Тамада заговорил селекторным тоном, и по тому, как внимательно слушали его Грибки, я догадался, что тост он рождает каждый раз новый, без повторов:
– Что выделяет человека из животного царства? – Он обвел всех присутствующих взглядом, в котором сквозило сомнение, людей ли он видит вокруг или представителей животного царства. – Что, грубо говоря, делает человека человеком? Я скажу вам что. Способность делать дитёв. Это только котики и собачки вытворяют это самое для удовлетворения. Пстрыкнулись и разбежались в разные стороны. Ни обязательств, ни ответственности. Человек – разумная личность. Он это делает для будущего. Для продолжения рода. И это то, почему мы, Грибки, сегодня собрались тут, чтобы проводить во взрослую жизнь новых Грибков. В каждом огурце сидит сто тридцать шесть семечек. И только три из них способные прорасти и дать жизнь другим огурцам. Что определяет, какие семена сопреют, какие съест мышь, а какие прорастут и засеют землю другими огурцами? Ритуал. Только делаючи все так, как говорит нам традиция, мы не будем съеты кротами, спорчены генами или сорняками! Молодым – совет да любовь!
Все, громко поддакивая, чокнулись и выпили. Я потянулся было к хлебцам с тушенкой, но на меня шикнули и чуть не ударили по руке. Их ритуал предусматривал бесперебойное наливание «еще по одной». На этом этапе я понял, почему повезло больше тем, у кого в руках оказались бутыли и жбаны. Себе они цедили по половинке, другим – до краев. Сейчас надо было чокнуться только с теми, кто сидел справа: все глотали молча, из уважения к первому тосту. Микола попробовал не допить свою жидкость до конца, и на него прикрикнули – мол, не уважаешь ритуал. Вобрав в себя пять больших глотков тошнотворного варева, я понял, что есть уже и не очень хочу. Желудок был заполнен тягучим киселем, который булькал и пузырился внутри, как вулканическая лава.
Когда они снова начали разливать – в третий раз, без возможности заесть пойло, я подменил свою рюмку на меньшую, стеклянную, на что получил какой-то другой крепкой бурой жидкости до самых краев. «Хочешь и нашего крупника попробовать?» – усмехнулся наливающий, будто в моем жесте был какой-то вызов, а не попытка остаться в живых во время их «ритуала». Несло от напитка так, словно дракон выжрал тонну сельского самогона, а потом икнул тебе в лицо.

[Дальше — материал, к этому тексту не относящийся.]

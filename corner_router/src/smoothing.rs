// Line-of-sight path smoothing (string pulling).
//
// Starting from the first point, look backward from the end of the path for
// the furthest point visible from the current anchor, keep it, and make it
// the new anchor. When nothing past the next point is visible the next point
// is kept. The result never has more points than the input and, by the
// triangle inequality, is never longer. Smoothing a smoothed path returns it
// unchanged.
//
// Visibility is a closure so the router can route it through its cached
// `Probe` and tests can use plain geometry.

use crate::types::Vec3;

pub fn smooth_path<F>(points: &[Vec3], mut visible: F) -> Vec<Vec3>
where
    F: FnMut(Vec3, Vec3) -> bool,
{
    if points.len() <= 2 {
        return points.to_vec();
    }

    let last = points.len() - 1;
    let mut smoothed = vec![points[0]];
    let mut anchor = 0;

    while anchor < last {
        let furthest = (anchor + 2..=last)
            .rev()
            .find(|&j| visible(points[anchor], points[j]))
            .unwrap_or(anchor + 1);
        smoothed.push(points[furthest]);
        anchor = furthest;
    }

    smoothed
}
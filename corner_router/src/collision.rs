// Collision query interface and the per-recompute result caches.
//
// The router never talks to a physics engine directly. Hosts implement
// `CollisionQuery` (point clearance + first blocking hit along a segment) and
// the router reaches it through a `Probe`, which layers two memo tables on top:
// one for point clearance and one for segment visibility. Both are keyed by
// `QuantizedPoint` (two decimal places, see `types.rs`), so repeated checks of
// the same waypoint pair within one recompute are free.
//
// The memo tables live in `QueryCache`, owned by the router. They are cleared
// at the start of every full recompute and whenever the graph is rebuilt:
// geometry may have moved between recomputes, and a stale "clear" answer
// would let a route pass through a door that has since closed.
//
// See also: `scene.rs` and `voxel.rs` for the two reference implementations,
// `builder.rs`, `links.rs`, `reuse.rs` and `smoothing.rs` for the callers.

use crate::types::{ColliderId, QuantizedPoint, SegmentKey, Vec3};
use rustc_hash::FxHashMap;
use serde::{Deserialize, Serialize};
use std::collections::BTreeSet;

/// The first obstruction found along a segment.
#[derive(Clone, Copy, Debug, PartialEq, Serialize, Deserialize)]
pub struct Hit {
    pub position: Vec3,
    pub normal: Vec3,
    pub collider: ColliderId,
}

/// Collision objects a query must ignore: the router's own colliders and,
/// optionally, the listener's.
#[derive(Clone, Debug, Default, PartialEq, Eq, Serialize, Deserialize)]
pub struct ExclusionSet {
    ids: BTreeSet<ColliderId>,
}

impl ExclusionSet {
    pub fn new() -> Self {
        Self::default()
    }

    pub fn from_ids(ids: impl IntoIterator<Item = ColliderId>) -> Self {
        Self {
            ids: ids.into_iter().collect(),
        }
    }

    pub fn insert(&mut self, id: ColliderId) {
        self.ids.insert(id);
    }

    pub fn contains(&self, id: ColliderId) -> bool {
        self.ids.contains(&id)
    }

    pub fn len(&self) -> usize {
        self.ids.len()
    }

    pub fn is_empty(&self) -> bool {
        self.ids.is_empty()
    }

    /// A copy of this set with one extra id (used for the listener).
    pub fn with(&self, extra: Option<ColliderId>) -> Self {
        let mut out = self.clone();
        if let Some(id) = extra {
            out.insert(id);
        }
        out
    }
}

/// Host-provided collision queries. Implementations must always return a
/// best-effort answer; the router has no error path for query failures.
pub trait CollisionQuery {
    /// `true` if a probe placed at `point` overlaps nothing outside `exclusions`.
    fn is_point_clear(&self, point: Vec3, exclusions: &ExclusionSet) -> bool;

    /// The first hit travelling from `from` to `to`, ignoring `exclusions`.
    fn first_blocking_hit(&self, from: Vec3, to: Vec3, exclusions: &ExclusionSet) -> Option<Hit>;
}

impl<Q: CollisionQuery + ?Sized> CollisionQuery for &Q {
    fn is_point_clear(&self, point: Vec3, exclusions: &ExclusionSet) -> bool {
        (**self).is_point_clear(point, exclusions)
    }

    fn first_blocking_hit(&self, from: Vec3, to: Vec3, exclusions: &ExclusionSet) -> Option<Hit> {
        (**self).first_blocking_hit(from, to, exclusions)
    }
}

impl<Q: CollisionQuery + ?Sized> CollisionQuery for Box<Q> {
    fn is_point_clear(&self, point: Vec3, exclusions: &ExclusionSet) -> bool {
        (**self).is_point_clear(point, exclusions)
    }

    fn first_blocking_hit(&self, from: Vec3, to: Vec3, exclusions: &ExclusionSet) -> Option<Hit> {
        (**self).first_blocking_hit(from, to, exclusions)
    }
}

/// Memoized clearance and visibility answers for one recompute.
#[derive(Debug, Default)]
pub struct QueryCache {
    points: FxHashMap<QuantizedPoint, bool>,
    segments: FxHashMap<SegmentKey, bool>,
    /// Queries that actually reached the collaborator since the last clear.
    misses: usize,
}

impl QueryCache {
    pub fn new() -> Self {
        Self::default()
    }

    pub fn clear(&mut self) {
        self.points.clear();
        self.segments.clear();
        self.misses = 0;
    }

    pub fn is_empty(&self) -> bool {
        self.points.is_empty() && self.segments.is_empty()
    }

    pub fn misses(&self) -> usize {
        self.misses
    }
}

/// A collision collaborator bound to one exclusion set and one cache.
pub struct Probe<'a, Q: CollisionQuery + ?Sized> {
    query: &'a Q,
    exclusions: &'a ExclusionSet,
    cache: &'a mut QueryCache,
}

impl<'a, Q: CollisionQuery + ?Sized> Probe<'a, Q> {
    pub fn new(query: &'a Q, exclusions: &'a ExclusionSet, cache: &'a mut QueryCache) -> Self {
        Self {
            query,
            exclusions,
            cache,
        }
    }

    pub fn point_clear(&mut self, point: Vec3) -> bool {
        let key = QuantizedPoint::from_vec(point);
        if let Some(&hit) = self.cache.points.get(&key) {
            return hit;
        }
        self.cache.misses += 1;
        let clear = self.query.is_point_clear(point, self.exclusions);
        self.cache.points.insert(key, clear);
        clear
    }

    pub fn segment_clear(&mut self, from: Vec3, to: Vec3) -> bool {
        let key = SegmentKey::new(from, to);
        if let Some(&hit) = self.cache.segments.get(&key) {
            return hit;
        }
        self.cache.misses += 1;
        let clear = self
            .query
            .first_blocking_hit(from, to, self.exclusions)
            .is_none();
        self.cache.segments.insert(key, clear);
        clear
    }

    /// Segment visibility plus `checkpoints` evenly spaced interior clearance
    /// probes. Catches gaps that a thin ray passes but a body would not.
    pub fn edge_clear(&mut self, from: Vec3, to: Vec3, checkpoints: u32) -> bool {
        if !self.segment_clear(from, to) {
            return false;
        }
        let steps = checkpoints + 1;
        (1..steps).all(|i| {
            let t = i as f32 / steps as f32;
            self.point_clear(from.lerp(to, t))
        })
    }
}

Теперь чокались с соседом слева, снова без тостов, молча. Пили до донышка. Хитрость сработала против меня. Две алкогольные субстанции, послабее и покрепче, равные в своей вонючести, соединились и вскипели в моей крови. Брага пришла быстрей, хлопнув меня по ушам и заставив губы онеметь. Потом дотащился и крупник, аккуратненько вскрыв мне черепушку, достав оттуда мозг и засыпав вместо него колючей трухи. Стол тронулся и поплыл на океанических волнах, все мои соседи превратились в моряков, они держали локти рядом с тарелками, чтобы их не смыло. Лица у всех раскраснелись, глазки засверкали искренностью, как у чертей. Все что-то говорили, никто никого не слушал. Говорил и я – о том, что у меня собака наверху, ей плохо, ей нужна помощь, а я не знаю, как ей помочь. Тут я заметил, что чья-то лапа сгребает со стола последний хлебец, а тушенку из жестянок давно уже выскребли. Из еды мне досталась четвертинка моченого огурца, оставившая во рту такой сильный привкус плесени, что брага и крупник по сравнению с огурцом были как говядина по-провансальски. Еду смели со стола со скоростью, которой достаточно, чтобы зашнуровать один ботинок. Андрон с Миколой, похоже, провели тут достаточно времени, чтобы научиться выживать при местных «традициях»: в каждой руке у них было по большому свертку «лаваша» с тушенкой. Глянув на меня, Андрон ткнул Миколу локтем, и они передали мне каждый по одному такому «роллу».